Zhu Taiyu, Afentakis Ioannis, Li Kezhi, Armiger Ryan, Hill Neil, Oliver Nick, Georgiou Pantelis
IEEE J Biomed Health Inform. 2024 Jul 16;PP. doi: 10.1109/JBHI.2024.3428921.
Real-time continuous glucose monitoring (CGM), augmented with accurate glucose prediction, offers an effective strategy for maintaining blood glucose levels within a therapeutically appropriate range. This is particularly crucial for individuals with type 1 diabetes (T1D) who require long-term self-management. However, with extensive glycemic variability, developing a prediction algorithm applicable across diverse populations remains a significant challenge. Leveraging meta-learning for domain generalization, we propose GPFormer, a Transformer-based zero-shot learning method designed for multi-horizon glucose prediction. We developed GPFormer on the REPLACE-BG dataset, comprising 226 participants with T1D, and proceeded to evaluate its performance using three external clinical datasets with CGM data. These included the OhioT1DM dataset, a publicly available dataset including 12 T1D participants, as well as two proprietary datasets. The first proprietary dataset included 22 participants, while the second contained 45 participants, encompassing a diverse group with T1D, type 2 diabetes, and those without diabetes, including patients admitted to hospitals. These four datasets include both outpatient and inpatient settings, various intervention strategies, and demographic variability, which effectively reflect real-world scenarios of CGM usage. When compared with a group of machine learning baseline methods, GPFormer consistently demonstrated superior performance and achieved the lowest root mean square error for all the evaluated datasets up to a prediction horizon of two hours. These experimental results highlight the effectiveness and generalizability of the proposed model across a variety of populations, demonstrating its substantial potential to enhance glucose management in a wide range of practical clinical settings.

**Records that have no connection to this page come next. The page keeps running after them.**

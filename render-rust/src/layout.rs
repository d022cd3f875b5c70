//! Curated section layouts per module type.

use brainys_sdk::ModuleType;

/// `(payload key, display label)`.
pub type Field = (&'static str, &'static str);

#[derive(Debug, Clone, Copy, PartialEq, Eq)]
pub enum Layout {
    /// Shape-driven rendering of whatever the value is.
    Auto,
    /// Label/value table with explicit labels, in this order.
    Fields(&'static [Field]),
    /// Array of objects as a grid with fixed columns.
    Rows {
        numbered: bool,
        columns: &'static [Field],
    },
    /// Array of numbered multiple-choice questions.
    Choices {
        question: &'static str,
        options: &'static str,
    },
}

#[derive(Debug, Clone, Copy, PartialEq, Eq)]
pub struct SectionSpec {
    /// Top-level key, or a dotted path such as `lampiran.daftar_pustaka`.
    pub path: &'static str,
    pub title: &'static str,
    pub layout: Layout,
}

const fn section(path: &'static str, title: &'static str, layout: Layout) -> SectionSpec {
    SectionSpec {
        path,
        title,
        layout,
    }
}

const INFORMASI_UMUM: &str = "Informasi Umum";

const TEACHING_MODULE_INFO: &[Field] = &[
    ("nama_modul_ajar", "Nama Modul Ajar"),
    ("penyusun", "Nama Penyusun"),
    ("jenjang_sekolah", "Satuan Pendidikan"),
    ("fase_kelas", "Fase/Kelas"),
    ("mata_pelajaran", "Mata Pelajaran"),
    ("alokasi_waktu", "Alokasi Waktu"),
    ("kompetensi_awal", "Kompetensi Awal"),
    ("profil_pelajar_pancasila", "Profil Pelajar Pancasila"),
    ("target_peserta_didik", "Target Peserta Didik"),
    ("model_pembelajaran", "Model Pembelajaran"),
    ("element", "Elemen"),
    ("capaian_pembelajaran", "Capaian Pembelajaran"),
];

const TEACHING_MODULE: &[SectionSpec] = &[
    section("informasi_umum", INFORMASI_UMUM, Layout::Fields(TEACHING_MODULE_INFO)),
    section("sarana_dan_prasarana", "Sarana dan Prasarana", Layout::Auto),
    section(
        "tujuan_kegiatan_pembelajaran",
        "Tujuan Kegiatan Pembelajaran",
        Layout::Auto,
    ),
    section("pemahaman_bermakna", "Pemahaman Bermakna", Layout::Auto),
    section("pertanyaan_pemantik", "Pertanyaan Pemantik", Layout::Auto),
    section("kompetensi_dasar", "Kegiatan Pembelajaran", Layout::Auto),
    section("langkah_pembelajaran", "Langkah Pembelajaran", Layout::Auto),
    section("lampiran.glosarium_materi", "Glosarium", Layout::Auto),
    section("lampiran.daftar_pustaka", "Daftar Pustaka", Layout::Auto),
];

const SYLLABUS: &[SectionSpec] = &[
    section("informasi_umum", INFORMASI_UMUM, Layout::Auto),
    section(
        "silabus_pembelajaran",
        "Silabus Pembelajaran",
        Layout::Fields(&[
            ("mata_pelajaran", "Mata Pelajaran"),
            ("tingkat_kelas", "Tingkat Kelas"),
            ("alokasi_waktu", "Alokasi Waktu"),
            ("kompetensi_inti", "Kompetensi Inti"),
            ("definisi_kompetensi_inti", "Definisi Kompetensi Inti"),
        ]),
    ),
    section(
        "silabus_pembelajaran.inti_silabus",
        "Inti Silabus",
        Layout::Rows {
            numbered: false,
            columns: &[
                ("kompetensi_dasar", "Kompetensi Dasar"),
                ("materi_pembelajaran", "Materi Pembelajaran"),
                ("kegiatan_pembelajaran", "Kegiatan Pembelajaran"),
            ],
        },
    ),
];

const EXERCISE_SET: &[SectionSpec] = &[
    section(
        "informasi_umum",
        INFORMASI_UMUM,
        Layout::Fields(&[
            ("nama_latihan", "Nama Soal Latihan"),
            ("penyusun", "Nama Penyusun"),
            ("instansi", "Satuan Pendidikan"),
            ("fase_kelas", "Fase/Kelas"),
            ("mata_pelajaran", "Mata Pelajaran"),
            ("kompetensi_awal", "Kompetensi Awal"),
            ("element", "Elemen Capaian"),
            ("capaian_pembelajaran", "Capaian Pembelajaran"),
            ("topik", "Topik"),
        ]),
    ),
    section(
        "soal_essay",
        "Soal Essay",
        Layout::Rows {
            numbered: true,
            columns: &[("question", "Pertanyaan"), ("instructions", "Instruksi")],
        },
    ),
    section(
        "soal_pilihan_ganda",
        "Soal Pilihan Ganda",
        Layout::Choices {
            question: "question",
            options: "options",
        },
    ),
];

const GAMIFIED_MATERIAL: &[SectionSpec] = &[
    section("informasi_umum", INFORMASI_UMUM, Layout::Auto),
    section(
        "informasi_gamifikasi",
        "Informasi Gamifikasi",
        Layout::Fields(&[
            ("tema", "Tema"),
            ("konsep_utama", "Konsep Utama"),
            ("skema_game", "Skema Game"),
        ]),
    ),
    section(
        "elemen_gamifikasi",
        "Elemen Gamifikasi",
        Layout::Rows {
            numbered: false,
            columns: &[("judul", "Judul"), ("deskripsi", "Deskripsi")],
        },
    ),
    section(
        "misi_dan_tantangan",
        "Misi dan Tantangan",
        Layout::Rows {
            numbered: false,
            columns: &[("jenis", "Jenis"), ("deskripsi", "Deskripsi"), ("poin", "Poin")],
        },
    ),
    section(
        "langkah_implementasi",
        "Langkah Implementasi",
        Layout::Rows {
            numbered: false,
            columns: &[
                ("langkah", "Langkah"),
                ("judul", "Judul"),
                ("deskripsi", "Deskripsi"),
            ],
        },
    ),
];

const ANSWER_KEY_BLUEPRINT: &[SectionSpec] = &[
    section(
        "informasi_umum",
        INFORMASI_UMUM,
        Layout::Fields(&[
            ("nama_kisi_kisi", "Nama Kisi-kisi"),
            ("penyusun", "Nama Penyusun"),
            ("instansi", "Satuan Pendidikan"),
            ("kelas", "Fase/Kelas"),
            ("mata_pelajaran", "Mata Pelajaran"),
            ("alokasi_waktu", "Alokasi Waktu"),
            ("kompetensi_awal", "Kompetensi Awal"),
            ("elemen_capaian", "Elemen Capaian"),
            ("capaian_pembelajaran_redaksi", "Capaian Pembelajaran"),
            ("pokok_materi", "Pokok Materi"),
            ("tahun_penyusunan", "Tahun Penyusunan"),
        ]),
    ),
    section(
        "kisi_kisi",
        "Kisi-kisi",
        Layout::Rows {
            numbered: false,
            columns: &[
                ("nomor", "Nomor"),
                ("indikator_soal", "Indikator Soal"),
                ("no_soal", "No Soal"),
            ],
        },
    ),
];

const LEARNING_FLOW: &[SectionSpec] = &[
    section("informasi_umum", INFORMASI_UMUM, Layout::Auto),
    section(
        "alur",
        "Alur Tujuan Pembelajaran",
        Layout::Rows {
            numbered: false,
            columns: &[
                ("no", "No"),
                ("tujuan_pembelajaran", "Tujuan Pembelajaran"),
                ("kata_frase_kunci", "Kata/Frase Kunci"),
                ("profil_pelajar_pancasila", "Profil Pelajar Pancasila"),
                ("glosarium", "Glosarium"),
            ],
        },
    ),
];

/// The curated layout of `module`, or `None` when its payload is rendered
/// generically.
#[must_use]
pub fn module_layout(module: ModuleType) -> Option<&'static [SectionSpec]> {
    match module {
        ModuleType::TeachingModule => Some(TEACHING_MODULE),
        ModuleType::Syllabus => Some(SYLLABUS),
        ModuleType::ExerciseSet => Some(EXERCISE_SET),
        ModuleType::GamifiedMaterial => Some(GAMIFIED_MATERIAL),
        ModuleType::AnswerKeyBlueprint => Some(ANSWER_KEY_BLUEPRINT),
        ModuleType::LearningFlow => Some(LEARNING_FLOW),
        ModuleType::TeachingMaterial => None,
    }
}

/// Direct child keys of `path` that another section of `layout` renders on
/// its own.
pub(crate) fn claimed_keys<'a>(
    layout: &'a [SectionSpec],
    path: &'a str,
) -> impl Iterator<Item = &'static str> + 'a {
    layout.iter().filter_map(move |spec| {
        spec.path
            .strip_prefix(path)
            .and_then(|rest| rest.strip_prefix('.'))
            .map(|rest| rest.split('.').next().unwrap_or(rest))
    })
}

实时连续血糖监测(CGM)结合精确的血糖预测,为将血糖水平维持在治疗适宜范围内提供了一种有效策略。这对于需要长期自我管理的1型糖尿病(T1D)患者尤为关键。然而,由于血糖变异性大,开发适用于不同人群的预测算法仍然是一项重大挑战。利用元学习进行领域泛化,我们提出了GPFormer,一种基于Transformer的用于多步血糖预测的零样本学习方法。我们在包含226名T1D患者的REPLACE - BG数据集上开发了GPFormer,并使用三个带有CGM数据的外部临床数据集来评估其性能。这些数据集包括OhioT1DM数据集(一个包含12名T1D参与者的公开可用数据集)以及两个专有数据集。第一个专有数据集包含22名参与者,第二个包含45名参与者,涵盖了T1D、2型糖尿病患者以及非糖尿病患者的多样化群体,包括住院患者。这四个数据集包括门诊和住院环境、各种干预策略以及人口统计学差异,有效反映了CGM使用的真实场景。与一组机器学习基线方法相比,GPFormer始终表现出卓越的性能,并且在长达两小时的预测范围内,对于所有评估数据集均实现了最低的均方根误差。这些实验结果突出了所提出模型在各种人群中的有效性和泛化能力,证明了其在广泛的实际临床环境中增强血糖管理的巨大潜力。